# The Geometry of Data

**Linear Algebra in Practice**

![title image](images/title.png)

**Dr. Kristian Rother**

# Goal of this Workshop

1. introduce fundamentals
2. execute Python code for linear algebra
3. create plots and pictures

## Your host: Dr.
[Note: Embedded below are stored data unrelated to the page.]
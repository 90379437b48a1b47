mod repository;

pub use repository::*;

/// SQL migration for the expenses table
pub const MIGRATION_001_EXPENSES: &str = include_str!("migrations/001_expenses.sql");
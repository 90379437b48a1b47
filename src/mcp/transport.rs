use async_trait::async_trait;
use pmcp::error::TransportError;
use pmcp::shared::{StdioTransport, Transport, TransportMessage};
use std::sync::Arc;
use tokio::io::{AsyncBufReadExt, AsyncWriteExt, BufReader, Stdin, Stdout};
use tokio::sync::Mutex;

/// Stdio transport framing one JSON-RPC message per line, as MCP clients
/// launching a local server expect.
#[derive(Debug)]
pub(super) struct LineDelimitedStdioTransport {
    stdin: Arc<Mutex<BufReader<Stdin>>>,
    stdout: Arc<Mutex<Stdout>>,
}

impl LineDelimitedStdioTransport {
    pub(super) fn new() -> Self {
        Self {
            stdin: Arc::new(Mutex::new(BufReader::new(tokio::io::stdin()))),
            stdout: Arc::new(Mutex::new(tokio::io::stdout())),
        }
    }
}

fn io_error(err: std::io::Error) -> pmcp::Error {
    pmcp::Error::Transport(TransportError::Io(err.to_string()))
}

#[async_trait]
impl Transport for LineDelimitedStdioTransport {
    async fn send(&mut self, message: TransportMessage) -> pmcp::Result<()> {
        let json = serde_json::to_string(&message)
            .map_err(|e| pmcp::Error::Transport(TransportError::Serialization(e.to_string())))?;

        let mut stdout = self.stdout.lock().await;
        stdout.write_all(json.as_bytes()).await.map_err(io_error)?;
        stdout.write_all(b"\n").await.map_err(io_error)?;
        stdout.flush().await.map_err(io_error)?;
        Ok(())
    }

    async fn receive(&mut self) -> pmcp::Result<TransportMessage> {
        let mut stdin = self.stdin.lock().await;

        loop {
            let mut line = String::new();
            let bytes = stdin.read_line(&mut line).await.map_err(io_error)?;
            if bytes == 0 {
                tracing::info!("stdin closed");
                return Err(pmcp::Error::Transport(TransportError::ConnectionClosed));
            }

            let line = line.trim();
            if line.is_empty() {
                continue;
            }

            return StdioTransport::parse_message(line.as_bytes()).inspect_err(|e| {
                tracing::warn!(error = %e, "dropping malformed message");
            });
        }
    }

    async fn close(&mut self) -> pmcp::Result<()> {
        Ok(())
    }
}
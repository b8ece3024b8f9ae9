//! QR encoding and pixel rendering.
//!
//! Encoding delegates to the `qrcode` crate at a fixed medium error-correction
//! level; rendering turns the resulting module grid into a grayscale
//! `image::GrayImage` with a standard 4-module quiet zone. The two steps are
//! separate because the requested pixel size only matters at render time.

use image::{GrayImage, Luma};
use qrcode::{Color, EcLevel, QrCode};

/// Quiet zone width in modules on each side of the symbol.
const QUIET_ZONE: u32 = 4;

/// Encode `text` as a QR code at medium error correction.
///
/// # Errors
/// Returns `Err(String)` when the payload cannot be represented at level M,
/// for example when it exceeds the level's byte capacity.
pub fn encode(text: &str) -> Result<QrCode, String> {
    QrCode::with_error_correction_level(text, EcLevel::M).map_err(|e| e.to_string())
}

/// Render `code` into a square grayscale image.
///
/// `size` requests the image edge length in pixels. Modules are drawn at the
/// largest whole number of pixels per module that fits inside `size`
/// (including the quiet zone), and the symbol is centered with white padding,
/// so the image is exactly `size` pixels on each side. Two special cases:
///
/// - a positive `size` too small for one pixel per module (or 0) falls back
///   to one pixel per module, and the image edge becomes the bordered grid
///   edge instead;
/// - a negative `size` means `|size|` pixels per module, with the image edge
///   scaling to fit.
///
/// Dark modules render as 0, everything else as 255.
pub fn render(code: &QrCode, size: i32) -> GrayImage {
    let modules = code.width() as u32;
    let grid = modules + 2 * QUIET_ZONE;

    let edge = if size < 0 {
        grid * size.unsigned_abs()
    } else {
        (size as u32).max(grid)
    };
    let scale = edge / grid;
    let offset = (edge - grid * scale) / 2;

    let mut img = GrayImage::from_pixel(edge, edge, Luma([255u8]));
    for y in 0..modules {
        for x in 0..modules {
            if code[(x as usize, y as usize)] == Color::Dark {
                let px = offset + (QUIET_ZONE + x) * scale;
                let py = offset + (QUIET_ZONE + y) * scale;
                for dy in 0..scale {
                    for dx in 0..scale {
                        img.put_pixel(px + dx, py + dy, Luma([0u8]));
                    }
                }
            }
        }
    }
    img
}
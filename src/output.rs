//! Output-path resolution and PNG persistence.
//!
//! The base directory and timestamp are parameters rather than read here, so
//! tests can pass a fixed directory and a fixed clock value instead of the
//! real temp dir and wall clock.

use std::fs::File;
use std::io::{BufWriter, Write};
use std::path::{Path, PathBuf};

use image::{GrayImage, ImageFormat};

/// Resolve the output file path inside `dir`.
///
/// An explicit non-empty `output` name is used verbatim; otherwise the name is
/// synthesized as `qrimg-<millis>.png` so repeated runs do not collide.
pub fn resolve_path(dir: &Path, output: Option<&str>, millis: u128) -> PathBuf {
    match output {
        Some(name) if !name.is_empty() => dir.join(name),
        _ => dir.join(format!("qrimg-{}.png", millis)),
    }
}

/// Write `img` as a PNG file at `path`, creating or truncating it.
///
/// The file handle is scoped to this function and released on every exit
/// path. File creation and PNG serialization fail with distinct user-facing
/// messages; a failed write may leave a partial file behind.
pub fn write_png(img: &GrayImage, path: &Path) -> Result<(), String> {
    let file = File::create(path).map_err(|e| format!("Error creating file: {}", e))?;
    let mut out = BufWriter::new(file);
    img.write_to(&mut out, ImageFormat::Png)
        .map_err(|e| format!("Error encoding PNG image: {}", e))?;
    out.flush()
        .map_err(|e| format!("Error encoding PNG image: {}", e))
}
Kristian Rother

- PhD on 3D structures of molecules (HU Berlin)
- using Python since 1999
- freelance trainer since 2011

# Exercises

- Python exercises on www.academis.eu/linear_algebra
- best executed with Jupyter or Google Colab
- used libraries: `numpy`, `pandas`, `seaborn`, `matplotlib`

# Overview

![Linear Algebra Mind Map](images/mind_map.png)

# Outline

1. Vectors
2. Matrices
3. Linear Transformations
4. Distances and Norms
5. Recommender Systems
6. Graph Analysis
7. Linear Equation Systems
8. Vectorizing images and text

# 1. Vectors

## What is a vector?

* **a geometric entity** with a direction and length, in an *n*-dimensional coordinate system.
* **a feature vector**: a data point consisting of *n* numerical features.
* in both cases, vectors are arrays of *n* real numbers

## Vector notation

Example: we were fruit shopping and store the amount of each type:

$$\vec{fruit} = \begin{pmatrix} a_1 🍎 \\ a_2🍌 \\ a_3 🍒 \end{pmatrix}$$

$$a_i \in {\rm I\!R}$$

For instance:

$$\vec{fruit} = \begin{pmatrix} 3 🍎 \\ 2🍌 \\ 1 🍒 \end{pmatrix}$$

### Conventions

- lowercase letters
- often written with an arrow on top (not always)
- can have any number of dimensions

## Adding and subtracting vectors

$$\vec{c} = \vec{a} + \vec{b} = \begin{pmatrix} a_1 - b_1 \\ a_2 - b_2 \end{pmatrix} = \begin{pmatrix} 3🍎 + 4 🍎 \\ 2🍌 + 5🍌 \\ 1🍒+6 🍒 \end{pmatrix}$$

![addition and difference](images/add_subtract.png)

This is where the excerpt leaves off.